Stored items
========================================
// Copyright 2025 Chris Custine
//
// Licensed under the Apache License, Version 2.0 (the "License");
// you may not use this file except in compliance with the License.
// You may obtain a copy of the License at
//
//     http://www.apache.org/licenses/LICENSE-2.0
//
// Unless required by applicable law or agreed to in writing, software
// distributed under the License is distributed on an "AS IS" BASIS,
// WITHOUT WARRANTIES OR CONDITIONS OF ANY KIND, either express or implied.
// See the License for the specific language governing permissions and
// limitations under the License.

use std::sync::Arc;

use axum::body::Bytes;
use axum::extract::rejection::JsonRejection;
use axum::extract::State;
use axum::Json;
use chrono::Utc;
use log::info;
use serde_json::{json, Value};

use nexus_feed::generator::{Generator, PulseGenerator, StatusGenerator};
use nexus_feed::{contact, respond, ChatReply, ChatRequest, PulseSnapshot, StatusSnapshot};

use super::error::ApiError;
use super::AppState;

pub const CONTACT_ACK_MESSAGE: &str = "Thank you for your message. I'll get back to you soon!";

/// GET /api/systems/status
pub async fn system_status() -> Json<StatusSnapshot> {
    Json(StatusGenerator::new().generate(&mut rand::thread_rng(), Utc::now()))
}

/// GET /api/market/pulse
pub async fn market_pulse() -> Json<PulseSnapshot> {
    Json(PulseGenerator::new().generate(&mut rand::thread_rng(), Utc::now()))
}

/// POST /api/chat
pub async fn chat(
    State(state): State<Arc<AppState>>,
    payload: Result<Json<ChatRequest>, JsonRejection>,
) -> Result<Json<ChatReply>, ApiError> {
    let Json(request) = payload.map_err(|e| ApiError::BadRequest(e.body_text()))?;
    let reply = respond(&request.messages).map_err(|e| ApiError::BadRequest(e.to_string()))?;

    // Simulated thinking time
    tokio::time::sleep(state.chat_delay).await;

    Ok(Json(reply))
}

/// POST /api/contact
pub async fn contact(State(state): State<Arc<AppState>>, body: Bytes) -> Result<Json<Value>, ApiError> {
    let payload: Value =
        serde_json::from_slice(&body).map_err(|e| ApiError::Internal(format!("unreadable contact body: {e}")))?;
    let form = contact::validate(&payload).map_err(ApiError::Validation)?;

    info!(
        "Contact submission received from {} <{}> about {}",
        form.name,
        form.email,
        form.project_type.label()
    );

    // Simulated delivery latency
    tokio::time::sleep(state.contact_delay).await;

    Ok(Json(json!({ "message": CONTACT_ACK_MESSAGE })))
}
========================================
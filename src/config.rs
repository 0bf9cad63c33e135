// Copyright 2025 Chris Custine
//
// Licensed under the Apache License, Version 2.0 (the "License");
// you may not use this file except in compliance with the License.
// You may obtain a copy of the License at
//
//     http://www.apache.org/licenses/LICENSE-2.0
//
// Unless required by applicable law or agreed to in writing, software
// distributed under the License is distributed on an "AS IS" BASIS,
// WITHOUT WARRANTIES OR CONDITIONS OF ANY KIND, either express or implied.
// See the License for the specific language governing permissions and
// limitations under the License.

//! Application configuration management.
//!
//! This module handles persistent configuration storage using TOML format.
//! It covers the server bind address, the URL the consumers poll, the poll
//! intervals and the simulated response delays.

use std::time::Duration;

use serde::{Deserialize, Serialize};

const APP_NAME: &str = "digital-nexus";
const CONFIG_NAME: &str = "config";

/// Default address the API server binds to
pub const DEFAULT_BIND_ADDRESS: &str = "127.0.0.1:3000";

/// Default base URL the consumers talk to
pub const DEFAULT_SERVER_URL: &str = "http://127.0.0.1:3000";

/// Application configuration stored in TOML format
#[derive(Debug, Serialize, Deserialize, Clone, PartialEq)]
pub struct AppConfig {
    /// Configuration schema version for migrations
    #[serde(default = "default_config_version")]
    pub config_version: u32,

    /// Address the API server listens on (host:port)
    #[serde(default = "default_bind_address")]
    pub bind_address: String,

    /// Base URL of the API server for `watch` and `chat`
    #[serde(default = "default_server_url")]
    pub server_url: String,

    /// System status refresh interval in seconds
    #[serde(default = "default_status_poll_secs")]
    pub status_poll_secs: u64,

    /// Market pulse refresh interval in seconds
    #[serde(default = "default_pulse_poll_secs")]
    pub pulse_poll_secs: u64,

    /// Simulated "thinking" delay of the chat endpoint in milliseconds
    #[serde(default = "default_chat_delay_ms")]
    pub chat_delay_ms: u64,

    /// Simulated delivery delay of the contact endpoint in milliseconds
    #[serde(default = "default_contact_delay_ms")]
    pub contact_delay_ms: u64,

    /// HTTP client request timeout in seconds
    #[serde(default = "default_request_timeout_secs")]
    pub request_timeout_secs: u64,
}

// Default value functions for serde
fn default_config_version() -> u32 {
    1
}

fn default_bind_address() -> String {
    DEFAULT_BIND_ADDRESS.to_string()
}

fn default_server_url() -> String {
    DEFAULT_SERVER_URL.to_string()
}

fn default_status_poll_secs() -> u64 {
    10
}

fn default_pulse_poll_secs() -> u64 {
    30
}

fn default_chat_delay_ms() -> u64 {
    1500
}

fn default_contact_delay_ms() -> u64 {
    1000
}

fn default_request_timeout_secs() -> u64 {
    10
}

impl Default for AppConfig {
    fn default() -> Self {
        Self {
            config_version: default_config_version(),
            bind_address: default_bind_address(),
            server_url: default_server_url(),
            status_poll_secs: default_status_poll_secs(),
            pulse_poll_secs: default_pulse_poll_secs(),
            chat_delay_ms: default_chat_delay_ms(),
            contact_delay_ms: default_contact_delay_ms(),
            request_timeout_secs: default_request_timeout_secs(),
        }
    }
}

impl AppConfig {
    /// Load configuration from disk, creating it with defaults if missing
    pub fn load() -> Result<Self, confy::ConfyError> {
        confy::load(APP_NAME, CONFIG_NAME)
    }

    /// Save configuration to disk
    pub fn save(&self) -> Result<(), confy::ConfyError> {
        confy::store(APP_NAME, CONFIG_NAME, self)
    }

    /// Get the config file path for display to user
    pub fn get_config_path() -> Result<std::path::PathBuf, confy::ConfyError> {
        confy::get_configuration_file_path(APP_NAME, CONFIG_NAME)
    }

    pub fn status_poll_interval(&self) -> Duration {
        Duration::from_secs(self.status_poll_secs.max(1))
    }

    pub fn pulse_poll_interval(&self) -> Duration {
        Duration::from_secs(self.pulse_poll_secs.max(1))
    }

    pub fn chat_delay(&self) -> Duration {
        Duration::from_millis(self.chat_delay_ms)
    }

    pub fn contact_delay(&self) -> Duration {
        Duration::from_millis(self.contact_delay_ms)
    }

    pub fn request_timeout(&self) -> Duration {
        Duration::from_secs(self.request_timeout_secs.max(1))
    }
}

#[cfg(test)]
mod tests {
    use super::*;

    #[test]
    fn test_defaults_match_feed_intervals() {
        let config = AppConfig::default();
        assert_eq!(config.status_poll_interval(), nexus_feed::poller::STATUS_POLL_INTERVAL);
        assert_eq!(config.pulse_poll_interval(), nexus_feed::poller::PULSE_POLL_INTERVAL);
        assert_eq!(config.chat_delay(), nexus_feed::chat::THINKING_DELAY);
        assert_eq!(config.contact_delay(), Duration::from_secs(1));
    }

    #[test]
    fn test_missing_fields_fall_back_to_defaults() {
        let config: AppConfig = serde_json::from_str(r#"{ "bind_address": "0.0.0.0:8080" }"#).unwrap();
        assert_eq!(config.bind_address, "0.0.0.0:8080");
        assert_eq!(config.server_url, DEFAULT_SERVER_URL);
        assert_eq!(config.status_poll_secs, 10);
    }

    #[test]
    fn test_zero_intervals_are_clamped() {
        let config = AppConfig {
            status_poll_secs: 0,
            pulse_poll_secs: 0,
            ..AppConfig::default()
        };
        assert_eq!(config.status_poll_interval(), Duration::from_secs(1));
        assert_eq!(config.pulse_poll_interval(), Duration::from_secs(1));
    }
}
========================================
TASK GOAL » The expected answer is every line above in which the word "respond" appears.

WRITTEN RESPONSE »
use nexus_feed::{contact, respond, ChatReply, ChatRequest, PulseSnapshot, StatusSnapshot};
    let reply = respond(&request.messages).map_err(|e| ApiError::BadRequest(e.to_string()))?;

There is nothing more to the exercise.